§ The data:
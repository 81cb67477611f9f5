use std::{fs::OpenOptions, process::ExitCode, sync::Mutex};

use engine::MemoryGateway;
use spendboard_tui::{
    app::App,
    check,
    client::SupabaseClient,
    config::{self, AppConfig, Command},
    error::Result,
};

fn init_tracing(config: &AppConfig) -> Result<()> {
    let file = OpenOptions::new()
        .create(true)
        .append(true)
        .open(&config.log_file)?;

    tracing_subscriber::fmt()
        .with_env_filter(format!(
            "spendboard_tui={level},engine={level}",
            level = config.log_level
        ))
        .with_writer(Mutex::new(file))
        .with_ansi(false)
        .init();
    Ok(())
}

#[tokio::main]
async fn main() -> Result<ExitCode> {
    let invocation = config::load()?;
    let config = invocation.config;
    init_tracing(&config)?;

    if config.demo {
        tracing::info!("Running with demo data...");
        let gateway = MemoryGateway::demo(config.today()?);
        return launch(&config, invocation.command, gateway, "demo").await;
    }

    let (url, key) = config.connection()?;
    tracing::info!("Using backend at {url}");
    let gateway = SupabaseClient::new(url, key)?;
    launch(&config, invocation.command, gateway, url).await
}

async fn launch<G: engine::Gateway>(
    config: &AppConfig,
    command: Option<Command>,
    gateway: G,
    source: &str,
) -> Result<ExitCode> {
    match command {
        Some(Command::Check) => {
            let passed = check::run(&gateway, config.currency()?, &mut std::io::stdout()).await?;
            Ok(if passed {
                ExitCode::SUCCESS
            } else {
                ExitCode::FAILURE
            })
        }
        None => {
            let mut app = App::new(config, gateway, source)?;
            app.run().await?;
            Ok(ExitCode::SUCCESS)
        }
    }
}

...

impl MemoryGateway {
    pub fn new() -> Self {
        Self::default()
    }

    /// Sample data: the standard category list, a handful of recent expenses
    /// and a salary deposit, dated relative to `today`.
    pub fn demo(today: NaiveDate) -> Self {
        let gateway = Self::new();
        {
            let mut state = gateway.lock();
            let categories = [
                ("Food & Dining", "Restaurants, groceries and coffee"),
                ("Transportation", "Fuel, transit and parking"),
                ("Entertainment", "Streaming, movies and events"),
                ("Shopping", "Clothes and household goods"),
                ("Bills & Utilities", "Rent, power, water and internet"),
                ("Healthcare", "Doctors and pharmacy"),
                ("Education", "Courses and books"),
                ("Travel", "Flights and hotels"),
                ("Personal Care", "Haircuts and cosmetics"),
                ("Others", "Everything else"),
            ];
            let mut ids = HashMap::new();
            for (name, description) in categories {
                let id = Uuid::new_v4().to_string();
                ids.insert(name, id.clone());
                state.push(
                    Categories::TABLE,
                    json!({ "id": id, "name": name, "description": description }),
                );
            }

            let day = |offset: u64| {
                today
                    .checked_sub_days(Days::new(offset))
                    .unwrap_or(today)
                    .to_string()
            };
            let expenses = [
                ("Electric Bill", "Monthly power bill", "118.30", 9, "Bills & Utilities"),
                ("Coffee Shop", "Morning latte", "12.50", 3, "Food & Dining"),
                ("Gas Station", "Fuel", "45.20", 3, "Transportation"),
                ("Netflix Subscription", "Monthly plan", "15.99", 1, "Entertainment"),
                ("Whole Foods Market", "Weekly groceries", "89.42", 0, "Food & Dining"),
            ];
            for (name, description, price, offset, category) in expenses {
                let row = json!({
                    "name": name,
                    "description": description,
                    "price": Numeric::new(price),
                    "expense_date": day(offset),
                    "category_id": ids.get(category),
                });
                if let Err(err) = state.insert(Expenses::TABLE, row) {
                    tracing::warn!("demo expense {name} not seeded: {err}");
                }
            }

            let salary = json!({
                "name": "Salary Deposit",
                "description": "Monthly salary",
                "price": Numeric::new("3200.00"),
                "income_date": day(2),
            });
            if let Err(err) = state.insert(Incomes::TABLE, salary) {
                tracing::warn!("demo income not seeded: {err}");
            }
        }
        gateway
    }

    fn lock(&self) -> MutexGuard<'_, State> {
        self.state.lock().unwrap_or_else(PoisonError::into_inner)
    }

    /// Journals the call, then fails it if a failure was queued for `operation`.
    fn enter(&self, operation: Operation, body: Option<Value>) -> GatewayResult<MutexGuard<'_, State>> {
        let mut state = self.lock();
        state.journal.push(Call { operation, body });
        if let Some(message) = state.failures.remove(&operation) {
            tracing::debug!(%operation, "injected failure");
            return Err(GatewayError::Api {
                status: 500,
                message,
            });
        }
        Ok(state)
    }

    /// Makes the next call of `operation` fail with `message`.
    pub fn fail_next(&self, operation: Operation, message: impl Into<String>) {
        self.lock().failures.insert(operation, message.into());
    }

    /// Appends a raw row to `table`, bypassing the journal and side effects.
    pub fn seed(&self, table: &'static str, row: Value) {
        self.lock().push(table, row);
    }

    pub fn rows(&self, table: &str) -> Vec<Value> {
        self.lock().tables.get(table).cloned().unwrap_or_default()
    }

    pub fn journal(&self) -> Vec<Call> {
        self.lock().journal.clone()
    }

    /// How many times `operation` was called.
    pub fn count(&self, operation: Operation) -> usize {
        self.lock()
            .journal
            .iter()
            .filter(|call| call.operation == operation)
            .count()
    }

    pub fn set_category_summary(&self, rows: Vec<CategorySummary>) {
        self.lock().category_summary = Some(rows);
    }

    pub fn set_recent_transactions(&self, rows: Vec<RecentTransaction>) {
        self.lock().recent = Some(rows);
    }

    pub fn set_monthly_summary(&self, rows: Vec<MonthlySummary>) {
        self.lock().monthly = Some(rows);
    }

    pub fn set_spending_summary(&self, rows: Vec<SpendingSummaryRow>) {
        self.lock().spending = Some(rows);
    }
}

...

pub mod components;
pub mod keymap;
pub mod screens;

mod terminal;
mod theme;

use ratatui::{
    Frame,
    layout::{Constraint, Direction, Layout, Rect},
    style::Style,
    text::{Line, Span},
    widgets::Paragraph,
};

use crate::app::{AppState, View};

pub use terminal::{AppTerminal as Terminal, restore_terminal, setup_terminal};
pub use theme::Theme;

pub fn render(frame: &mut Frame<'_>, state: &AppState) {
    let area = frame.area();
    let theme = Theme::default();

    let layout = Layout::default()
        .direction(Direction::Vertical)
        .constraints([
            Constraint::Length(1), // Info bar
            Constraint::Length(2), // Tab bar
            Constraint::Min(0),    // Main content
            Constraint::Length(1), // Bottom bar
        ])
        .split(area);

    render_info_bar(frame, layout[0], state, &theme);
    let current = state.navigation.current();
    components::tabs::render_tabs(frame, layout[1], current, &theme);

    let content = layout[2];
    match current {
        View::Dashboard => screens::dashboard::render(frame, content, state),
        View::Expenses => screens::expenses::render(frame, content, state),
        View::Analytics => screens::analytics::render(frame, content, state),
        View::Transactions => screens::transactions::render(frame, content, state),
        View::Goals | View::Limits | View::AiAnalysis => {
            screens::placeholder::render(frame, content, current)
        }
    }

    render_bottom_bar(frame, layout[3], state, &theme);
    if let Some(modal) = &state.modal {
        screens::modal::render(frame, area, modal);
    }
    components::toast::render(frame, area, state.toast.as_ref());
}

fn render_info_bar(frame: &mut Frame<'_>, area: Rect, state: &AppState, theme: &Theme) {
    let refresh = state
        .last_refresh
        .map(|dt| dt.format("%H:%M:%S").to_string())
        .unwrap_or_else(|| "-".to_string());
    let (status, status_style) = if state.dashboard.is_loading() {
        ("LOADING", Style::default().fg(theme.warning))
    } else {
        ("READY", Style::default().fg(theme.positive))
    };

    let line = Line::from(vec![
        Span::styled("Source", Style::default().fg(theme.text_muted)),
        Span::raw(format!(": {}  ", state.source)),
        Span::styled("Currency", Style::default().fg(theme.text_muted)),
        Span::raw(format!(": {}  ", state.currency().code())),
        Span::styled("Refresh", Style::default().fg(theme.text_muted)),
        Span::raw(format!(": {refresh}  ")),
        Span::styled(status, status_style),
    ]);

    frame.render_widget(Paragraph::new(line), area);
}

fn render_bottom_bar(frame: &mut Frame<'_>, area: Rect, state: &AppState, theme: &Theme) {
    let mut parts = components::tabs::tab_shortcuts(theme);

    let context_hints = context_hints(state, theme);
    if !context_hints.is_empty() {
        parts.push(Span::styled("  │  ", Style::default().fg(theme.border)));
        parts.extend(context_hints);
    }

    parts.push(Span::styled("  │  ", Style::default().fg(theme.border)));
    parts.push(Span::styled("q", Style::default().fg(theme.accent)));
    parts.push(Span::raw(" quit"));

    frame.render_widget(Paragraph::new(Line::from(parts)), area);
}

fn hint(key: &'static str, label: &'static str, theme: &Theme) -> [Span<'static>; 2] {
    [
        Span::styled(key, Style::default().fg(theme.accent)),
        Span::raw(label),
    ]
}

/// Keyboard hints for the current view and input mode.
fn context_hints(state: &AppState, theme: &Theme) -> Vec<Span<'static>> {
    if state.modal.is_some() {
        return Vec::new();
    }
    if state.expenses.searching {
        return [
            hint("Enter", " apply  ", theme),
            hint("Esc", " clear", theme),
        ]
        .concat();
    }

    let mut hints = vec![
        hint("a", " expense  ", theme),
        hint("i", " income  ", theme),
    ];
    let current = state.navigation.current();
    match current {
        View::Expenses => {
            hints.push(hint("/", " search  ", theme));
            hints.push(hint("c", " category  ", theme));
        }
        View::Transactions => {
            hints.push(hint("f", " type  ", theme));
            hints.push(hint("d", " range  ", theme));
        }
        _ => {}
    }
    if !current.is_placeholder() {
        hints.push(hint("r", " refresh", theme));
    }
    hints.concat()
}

§ Directions: Count the lines in the records above that contain the word "from", and report only that number.

§ Exercise solution: 2